RBS Securities/NatWest Markets- North American headquarters at 600 Washington Blvd. In 2006, RBS constructed their $500 million building across the street from what was, at the time, the UBS American headquarters and built one of the largest trading floors in the world. Before moving to Stamford, RBS Securities America was known as Greenwich Capital, formally located in Greenwich, CT. After the 2008 recession, RBS was forced to cease their risky trading operations and opted to suspend their international retail banking services. As of 2016, RBS Securities has re-branded again and now goes by NatWest Markets. This is part of a restructuring by RBS to meet new rules requiring UK banks to separate domestic retail banking from riskier areas to better protect savers and taxpayers. While both RBS and UBS have downsized globally, they have both maintained significant presences in Stamford, with RBS/NatWest employing 700 in Stamford as of 2017. The current CEO of RBS is Alison Rose.
- Silgan Holdings (SLGN)- World headquarters at 4 Landmark Sq. Silgan Holdings is a leading supplier of rigid packaging for consumer goods products including shelf-stable food, beverage, health care, garden, home, and beauty products. The Silgan Containers subsidiary holds 50 percent share of the U.S. metal food container market. The company also operates 100 manufacturing facilities in North and South America, Europe and Asia. In 2017, Silgan had 9,100 employees, annual revenues of $3.6 billion, and ranked #629 on the Fortune 1000 list. The current CEO is Anthony J. Allott.
- Synchrony Financial- Global headquarters at 777 Long Ridge Rd. Synchrony Financial offers consumer financing products, including credit, promotional financing and loyalty programs, and installment lending, and FDIC insured savings products through Synchrony Bank, its wholly owned subsidiary. It is the largest provider of private label credit cards in the U.S. In 2014, the company comprised 42 percent of the private label credit card market. It is a spin-off of GE Capital Retail Bank, which sold its assets in 2014. In 2017, Synchrony Financial ranked #185 on the Fortune 500 list, earned over $15 billion in annual revenues, and had over 15,000 employees worldwide, with 660 of them working at the headquarters in Stamford. The current CEO is Margaret Keane who made history as one of the first female CEOs of a multibillion-dollar bank and Synchrony became the most valuable bank in the US run by a woman. Keane is one of only two women, the other being Beth Mooney of KeyCorp, who lead an independently traded US bank whose value is over $10 billion.

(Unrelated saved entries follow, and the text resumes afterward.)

// Copyright 2025 the Understory Authors
// SPDX-License-Identifier: Apache-2.0 OR MIT

//! The render cycle.
//!
//! A cycle walks the tree from the root. Each node is bracketed by a
//! `save`/`restore` pair on the surface. Inside the bracket the node gets its
//! `enterFrame` event, establishes its transform, scroll window and mask clip,
//! lets its children do the same, and finally paints its own content on top
//! of that environment.

use kurbo::{Point, Rect};
use smallvec::SmallVec;
use tracing::{debug, trace};
use understory_event::{EventPayload, EventType};

use crate::node::{Cache, Content, Node};
use crate::stage::Stage;
use crate::surface::{Surface, replay};
use crate::tree::Tree;
use crate::types::{NodeFlags, NodeId};

/// Nodes whose mask clip is being built, innermost last.
type MaskChain = SmallVec<[NodeId; 4]>;

impl Stage {
    /// Run one full cycle: clear, walk and paint the tree, then `render`.
    pub(crate) fn render_frame(&mut self) {
        self.frame_count += 1;
        let frame = self.frame_count;
        trace!(frame, "frame start");

        let area = Rect::new(
            0.0,
            0.0,
            f64::from(self.stage_width()),
            f64::from(self.stage_height()),
        );
        self.surface.clear_rect(area);
        self.visit(self.root, true, 1.0);
        self.notify(self.root, EventType::RENDER, EventPayload::None);

        trace!(frame, "frame end");
    }

    /// `alpha` is the opacity composed from the ancestors of `id`.
    fn visit(&mut self, id: NodeId, paint: bool, alpha: f64) {
        self.surface.save();
        self.notify(id, EventType::ENTER_FRAME, EventPayload::None);

        let Some(node) = self.tree.get(id) else {
            trace!(?id, "node destroyed by its enterFrame listener");
            self.surface.restore();
            return;
        };
        let paint = paint && node.is_visible();
        let own = paint && id != self.root;

        let alpha = if own {
            let Self { tree, surface, .. } = self;
            establish(tree, &mut **surface, id, alpha, false, &mut MaskChain::new())
        } else {
            alpha
        };

        // Listeners may reshape the child list while we walk it.
        let children = self.tree.children_of(id).to_vec();
        for child in children {
            if self.tree.parent_of(child) == Some(id) {
                self.visit(child, paint, alpha);
            }
        }

        if own {
            let Self { tree, surface, .. } = self;
            if let Some(node) = tree.get_mut(id) {
                paint_node(node, &mut **surface);
            }
        }
        self.surface.restore();
    }
}

/// Apply the transform, alpha, scroll window and mask clip of `id`, and
/// return the alpha its children inherit.
///
/// The node's alpha is multiplied into `inherited`. In `hidden` mode it is
/// forced to zero; that mode only builds the path a mask clips to. `chain`
/// holds the nodes whose masks are being built so that mask cycles end.
fn establish(
    tree: &Tree,
    surface: &mut dyn Surface,
    id: NodeId,
    inherited: f64,
    hidden: bool,
    chain: &mut MaskChain,
) -> f64 {
    let Some(node) = tree.get(id) else {
        return inherited;
    };
    let t = node.transform;
    surface.scale(t.scale_x, t.scale_y);
    surface.translate(t.x, t.y);
    surface.rotate(t.rotation.to_radians());
    let alpha = if hidden { 0.0 } else { inherited * t.alpha };
    surface.set_global_alpha(alpha);

    let mask = node
        .mask
        .filter(|m| tree.is_alive(*m) && *m != id && !chain.contains(m));

    if let Some(window) = node.scroll_rect {
        surface.save();
        surface.set_global_alpha(0.0);
        surface.begin_path();
        surface.rect(Rect::from_origin_size(Point::ORIGIN, window.size()));
        surface.restore();
        // A mask clip replaces the window clip.
        if mask.is_none() {
            surface.clip();
        }
        surface.translate(-window.x0, -window.y0);
    }

    if let Some(mask) = mask {
        chain.push(id);
        surface.save();
        establish(tree, surface, mask, 0.0, true, chain);
        surface.begin_path();
        if let Some(mask_node) = tree.get(mask) {
            mask_path(&mask_node.content, surface);
        }
        surface.restore();
        surface.clip();
        chain.pop();
    }
    alpha
}

/// Lay down the path of a mask's content without visible output.
fn mask_path(content: &Content, surface: &mut dyn Surface) {
    match content {
        Content::Bitmap(Some(data)) if !data.is_empty() => surface.rect(data.rect()),
        _ => paint_content(content, surface),
    }
}

fn paint_node(node: &mut Node, surface: &mut dyn Surface) {
    if node.flags.contains(NodeFlags::CACHE_AS_BITMAP) {
        paint_cached(node, surface);
    } else {
        paint_content(&node.content, surface);
    }
}

fn paint_content(content: &Content, surface: &mut dyn Surface) {
    match content {
        Content::Sprite(g) | Content::Shape(g) => replay(g.commands(), surface),
        Content::Bitmap(Some(data)) if data.is_empty() => trace!("skipping zero-sized image"),
        Content::Bitmap(Some(data)) => surface.draw_image(data, Point::ORIGIN),
        Content::Bitmap(None) | Content::Stage | Content::Loader(_) => {}
    }
}

/// Blit the node's cache, building it first if needed.
fn paint_cached(node: &mut Node, surface: &mut dyn Surface) {
    if node.cache.is_none() {
        let Some(bounds) = node.content.extent(true) else {
            return;
        };
        let size = bounds.size().ceil();
        if size.width < 1.0 || size.height < 1.0 {
            trace!(?bounds, "skipping zero-sized cache");
            return;
        }
        #[allow(
            clippy::cast_possible_truncation,
            clippy::cast_sign_loss,
            reason = "Sizes are positive and rounded up to whole pixels."
        )]
        let (width, height) = (size.width as u32, size.height as u32);
        let mut offscreen = surface.create_offscreen(width, height);
        offscreen.translate(-bounds.x0, -bounds.y0);
        paint_content(&node.content, &mut *offscreen);
        debug!(width, height, "built bitmap cache");
        node.cache = Some(Cache {
            surface: offscreen,
            origin: bounds.origin(),
        });
    }
    if let Some(cache) = &node.cache {
        surface.draw_surface(&*cache.surface, cache.origin);
    }
}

- Thomson Reuters- Major office at One Station Pl. This office is former global headquarters of The Thomson Corporation, which merged in 2008 with Reuters Group to form Thomson Reuters. After the merger, CEO Jim Smith and CFO Stephane Bello worked from the Stamford office along with many other c-level executives. But in 2017, Reuters announced that all of the corporate heads in Stamford and New York City would be moving to a new technology center in Toronto.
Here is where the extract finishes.